By Florence Gelo, DMin, NCPsyA

EmmasHaircutI have worked as a therapist for a psycho-oncology program for over a decade. It is both challenging and rewarding to enter the lives of women in crisis, to hear their stories, to listen to their fears or questions about mortality, and to experience their emotions and thoughts about the meaning of their lives. I am present during a time when the news of cancer has invariably changed their lives as they knew them.

There are many urgent questions and practical dilemmas faced by young mothers with cancer. But until I met 32 year old Emma, I had no idea what was involved in making sense of this experience for young children in order to provide them with emotional safety.  As the poet Chaim Stern writes:

It is a fearful thing
to love
what death can touch.

Emma was determined to help her young children cope with the realities of her cancer and treatment, and to help them understand the changes that would affect their daily routines. One of the most dreaded aspects of cancer treatment is hair loss. Emma’s 22 month old daughter, Alex, loved to stroke Emma’s hair. How could Emma tell her daughter that mommy would soon be bald?  How could she reassure her three year old, Peter, that his fierce and urgent hugs hadn’t pulled out her hair?  Emma asked her oncologist for advice, and the oncologist recommended she have a shaving party with the children and document the experience.

Emma eagerly embraced documenting her story through film, determined to help other young mothers facing the same circumstances.

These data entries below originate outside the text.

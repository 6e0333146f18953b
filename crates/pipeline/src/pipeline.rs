//! Pipeline assembly and orchestration
//!
//! [`Pipeline::build`] turns a validated [`Config`] into live actors:
//! every module name is resolved through the registry, every `connect`
//! entry becomes a wired edge, and the whole graph is ordered so that
//! consumers activate before the producers feeding them.
//!
//! Starting walks that order and records what actually started; stopping
//! walks the recorded list in exact reverse, so a partially started
//! pipeline winds down cleanly. Fatal actor failures surface through the
//! channel returned by [`Pipeline::take_failures`].

use std::collections::HashMap;
use std::sync::Arc;

use parking_lot::Mutex;
use tokio::sync::mpsc;

use flowd_config::Config;
use flowd_core::{Actor, ConfigGet, Context, FatalFailure, Lifecycle};

use crate::error::{PipelineError, Result};
use crate::registry::ActorResolver;
use crate::topology::Topology;

pub struct Pipeline {
    ctx: Arc<Context>,
    actors: HashMap<String, Arc<dyn Actor>>,

    /// Activation order, consumers first
    order: Vec<String>,

    /// Names started so far, in start order
    started: Mutex<Vec<String>>,

    failures: Mutex<Option<mpsc::UnboundedReceiver<FatalFailure>>>,

    lifecycle: Lifecycle,
}

impl Pipeline {
    /// Construct and wire every actor the config defines
    ///
    /// # Errors
    ///
    /// Config validation failures, unknown modules, cyclic graphs and
    /// actor construction errors all fail the build; nothing is started
    /// yet at that point.
    pub async fn build(config: Arc<Config>, resolver: &dyn ActorResolver) -> Result<Self> {
        config.validate()?;

        let shared: Arc<dyn ConfigGet> = Arc::clone(&config) as Arc<dyn ConfigGet>;
        let (ctx, failure_rx) = Context::new(shared);
        let parallelism = ctx.maxprocs().map_err(PipelineError::Actor)?;

        let mut actors: HashMap<String, Arc<dyn Actor>> = HashMap::new();
        let mut topology = Topology::new();
        for (name, actor_cfg) in config.actors.iter() {
            let constructor = resolver.resolve(&actor_cfg.module).ok_or_else(|| {
                PipelineError::UnknownModule {
                    actor: name.clone(),
                    module: actor_cfg.module.clone(),
                }
            })?;
            let params = actor_cfg.core_params();
            let actor = constructor(name, Arc::clone(&ctx), &params)?;
            actors.insert(name.clone(), actor);
            topology.add_node(name);
            for peer in &actor_cfg.connect {
                topology.add_edge(name, peer);
            }
        }

        for (name, actor_cfg) in config.actors.iter() {
            let actor = &actors[name];
            for peer_name in &actor_cfg.connect {
                let peer = actors
                    .get(peer_name)
                    .ok_or_else(|| PipelineError::UnknownPeer {
                        actor: name.clone(),
                        peer: peer_name.clone(),
                    })?;
                actor.connect(parallelism, Arc::clone(peer)).await?;
                tracing::debug!(from = %name, to = %peer_name, "wired edge");
            }
        }

        let order = topology.sorted()?;
        tracing::info!(actors = actors.len(), "pipeline assembled");

        Ok(Self {
            ctx,
            actors,
            order,
            started: Mutex::new(Vec::new()),
            failures: Mutex::new(Some(failure_rx)),
            lifecycle: Lifecycle::new(),
        })
    }

    /// Start every actor, consumers before producers
    ///
    /// On failure the actors already running stay running; a subsequent
    /// [`stop`](Self::stop) winds exactly those down.
    pub async fn start(&self) -> Result<()> {
        self.lifecycle.start("pipeline")?;
        for name in &self.order {
            let actor = &self.actors[name];
            actor.start().await.map_err(|e| {
                tracing::error!(actor = %name, error = %e, "actor failed to start");
                PipelineError::Actor(e)
            })?;
            self.started.lock().push(name.clone());
            tracing::info!(actor = %name, "actor started");
        }
        tracing::info!("pipeline started");
        Ok(())
    }

    /// Stop the started actors in exact reverse start order
    ///
    /// Every actor gets its stop call even when an earlier one fails;
    /// the first failure is returned.
    pub async fn stop(&self) -> Result<()> {
        self.lifecycle.stop("pipeline")?;
        let mut names: Vec<String> = self.started.lock().drain(..).collect();
        names.reverse();

        let mut first_err = None;
        for name in names {
            let actor = &self.actors[name.as_str()];
            match actor.stop().await {
                Ok(()) => tracing::info!(actor = %name, "actor stopped"),
                Err(e) => {
                    tracing::error!(actor = %name, error = %e, "actor failed to stop");
                    first_err.get_or_insert(PipelineError::Actor(e));
                }
            }
        }

        match first_err {
            None => {
                tracing::info!("pipeline stopped");
                Ok(())
            }
            Some(e) => Err(e),
        }
    }

    /// The receiver for fatal actor failures; yields `None` after the
    /// first call
    pub fn take_failures(&self) -> Option<mpsc::UnboundedReceiver<FatalFailure>> {
        self.failures.lock().take()
    }

    /// Look up a live actor by name
    pub fn actor(&self, name: &str) -> Option<Arc<dyn Actor>> {
        self.actors.get(name).cloned()
    }

    /// The computed activation order
    pub fn order(&self) -> &[String] {
        &self.order
    }

    #[inline]
    pub fn len(&self) -> usize {
        self.actors.len()
    }

    #[inline]
    pub fn is_empty(&self) -> bool {
        self.actors.is_empty()
    }

    /// The shared actor context
    pub fn context(&self) -> &Arc<Context> {
        &self.ctx
    }
}

impl std::fmt::Debug for Pipeline {
    fn fmt(&self, f: &mut std::fmt::Formatter<'_>) -> std::fmt::Result {
        f.debug_struct("Pipeline")
            .field("order", &self.order)
            .finish()
    }
}

#[cfg(test)]
#[path = "pipeline_test.rs"]
mod pipeline_test;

She invited me in as a filmmaker into her suddenly upside-down life.  Preparing for the film helped Emma and her husband to clarify their thinking about how best to help the children cope with their fears about her illness.

The resulting short film, Emma’s Haircut (12 min), offers a glimpse into the intimacies of a family creatively coping with cancer.  The film emphasizes that young children are always aware of illness in the family; daily routines are disrupted, and parents’ physical and emotional availability change. But even though young children often know more than their parents realize, they may misunderstand what is happening. The film emphasizes the critical role of communication among family members and creative participation in family coping.

Today, Emma reports that her family’s life has almost returned to normal, though the children occasionally bring up the issue of her cancer. The film has garnered widespread praise. Viewers most appreciate the genuine interactions portrayed in the film. One viewer observed:

 “This brief but potent film exquisitely places the viewer in a private ritual in which a family attempts to confront the ravages of cancer. By creating a ceremony involving the members, we witness their raw responses and emotion. Their feelings are authentic and powerfully moving. The viewer observes and experiences these precious and tender moments first hand. The film is truly a gem! It can be viewed over and over again to open for dialogue the complexities of emotion, love, attachment, fear and compassion.”

When coupled with a discussion group, Emma’s Haircut is a film with the power to teach, inspire and change.  A social work professor reports that she will use this video with her students to sensitize them to the needs of patients and their families who are fighting this all-too-common disease.

Although Emma’s family, a white middle class household in the northeastern United States, reflects only one small segment of the diverse population of young mothers with cancer, I hope this effort will encourage other families and filmmakers to document similar stories.

Gelo HeadshotFlorence Gelo, D.Min, NCPsyA  is Associate Professor in the Department of Family, Community and Preventive Medicine at Drexel University College of Medicine and the Director, of the Humanities Scholar’s Program. Emma’s Haircut is her second film. She previously produced and directed The HeART of Empathy: Using the Visual Arts in Medical Education, winner of the 2009 Family Medicine Through the Visual Arts Award.